弥生美術館と鴎外図書館

レストランでゆっくりとお昼ごはんを食べたあと地下鉄に乗って、本郷界隈へ。弥生美術館を見物したあと根津でコーヒーを飲んでのんびり。のんびりするあまりに時間が迫ってしまったので、あわてて千駄木の鴎外図書館へ。三木竹二の小展示を見物。冷たい空気がツンとしていた。いい散歩日和だった。この季節ならではの日没の空がとてもきれいだった。


展覧会メモ

  • 波瀾万丈! 明治・大正の家庭小説展〜尾崎紅葉門下の四天王・柳川春葉を中心に / 弥生美術館 *1 

1階で《叙情画に見るアンティーク着物展》で、2階と3階で《明治・大正の家庭小説展》、隣接の夢二美術館では《竹久夢二「おしゃれの世界」》展となっている。思っていた以上にたいへんたのしい展覧会で、このところ尾崎紅葉に凝っているのでタイミング的に言うことなし、の展覧会見物だった。あとでちょろっと見物した鴎外図書館の展示ともつながる内容だったのがまたよかった。
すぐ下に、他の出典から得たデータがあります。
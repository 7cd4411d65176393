use super::handlers::{
    __path_get_messages, __path_send_message, __path_start_session, get_messages, send_message,
    start_session,
};
use crate::application::{
    auth::auth, device_middleware::device_middleware, http::server::app_state::AppState,
};
use axum::{
    Router, middleware,
    routing::{get, post},
};
use utoipa::OpenApi;

#[derive(OpenApi)]
#[openapi(paths(start_session, get_messages, send_message))]
pub struct ChatApiDoc;

pub fn chat_routes(state: AppState) -> Router<AppState> {
    Router::new()
        .route(
            &format!("{}/chat/session", state.args.server.root_path),
            post(start_session),
        )
        .route(
            &format!("{}/chat/messages", state.args.server.root_path),
            get(get_messages).post(send_message),
        )
        .layer(middleware::from_fn_with_state(state.clone(), auth))
        .layer(middleware::from_fn(device_middleware))
}
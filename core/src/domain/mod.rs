pub mod chat;
pub mod common;
pub mod identity;
pub mod localization;
pub mod medication;
pub mod preferences;
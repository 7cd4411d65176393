use serde_json::json;

/// Returns the JSON schema every identification response must follow.
pub fn get_medication_schema() -> serde_json::Value {
    json!({
        "type": "OBJECT",
        "properties": {
            "name": {
                "type": "STRING",
                "description": "The brand or generic name of the medication."
            },
            "description": {
                "type": "STRING",
                "description": "A brief description of the medication."
            },
            "activeIngredients": {
                "type": "ARRAY",
                "items": { "type": "STRING" },
                "description": "List of active ingredients."
            },
            "dosage": {
                "type": "STRING",
                "description": "Typical dosage instructions."
            },
            "uses": {
                "type": "ARRAY",
                "items": { "type": "STRING" },
                "description": "A list of conditions or symptoms the medication is used to treat."
            },
            "sideEffects": {
                "type": "ARRAY",
                "items": { "type": "STRING" },
                "description": "A list of potential side effects."
            },
            "disclaimer": {
                "type": "STRING",
                "description": "A mandatory disclaimer in the specified language warning the user that this is not medical advice and they should consult a healthcare professional."
            }
        },
        "required": ["name", "uses", "sideEffects", "disclaimer"]
    })
}

#[cfg(test)]
mod tests {
    use super::*;

    #[test]
    fn test_schema_required_fields() {
        let schema = get_medication_schema();
        let required: Vec<&str> = schema["required"]
            .as_array()
            .unwrap()
            .iter()
            .filter_map(|v| v.as_str())
            .collect();

        assert_eq!(required, vec!["name", "uses", "sideEffects", "disclaimer"]);
        for optional in ["description", "activeIngredients", "dosage"] {
            assert!(schema["properties"].get(optional).is_some());
            assert!(!required.contains(&optional));
        }
    }
}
明治・大正のいわゆる通俗小説にまつわる展示で、通俗小説というものは挿絵、演劇と非常に相性がいいということが今回の展覧会で目から鱗だった。なので、日頃の関心と直結しているたいへんツボな展覧会なのだった。2階は尾崎紅葉金色夜叉』、徳富蘆花『不如帰』、柳川春葉『生さぬ仲』の3つの「通俗小説」を中心にした展示となっている。挿絵と装幀、新派劇になっていることで絵看板や辻番付、映画化されていることでチラシやスチール、といずれも作品にまつわる「美術」がとても充実している。そのそれぞれの展示がとても興味深くて、それぞれの人物誌になにかと「おっ」だった。とりわけ、『金色夜叉』にちなむ展示に鏑木清方が登場しているのが嬉しかった。先日、紅葉がらみで『こしかたの記』を読み返していた、そのものズバリの展示が嬉し過ぎ。鎌倉雪ノ下の清方美術館所蔵の明治38年の『金色夜叉』絵看板は期間限定の展示なのだそうで、清方美術館で次回開催の芝居絵の特集でも展示されるとのこと、ぜひともまた日付けをおいて再見することで、そのつながりをたのしめるといいなと思った。『不如帰』の絵看板でもトップバッターは清方で、久保田米僊の絵がなんだか好きだった。と、ここで戸板康二の『演芸画報・人物誌』の記述を思い出すのだった。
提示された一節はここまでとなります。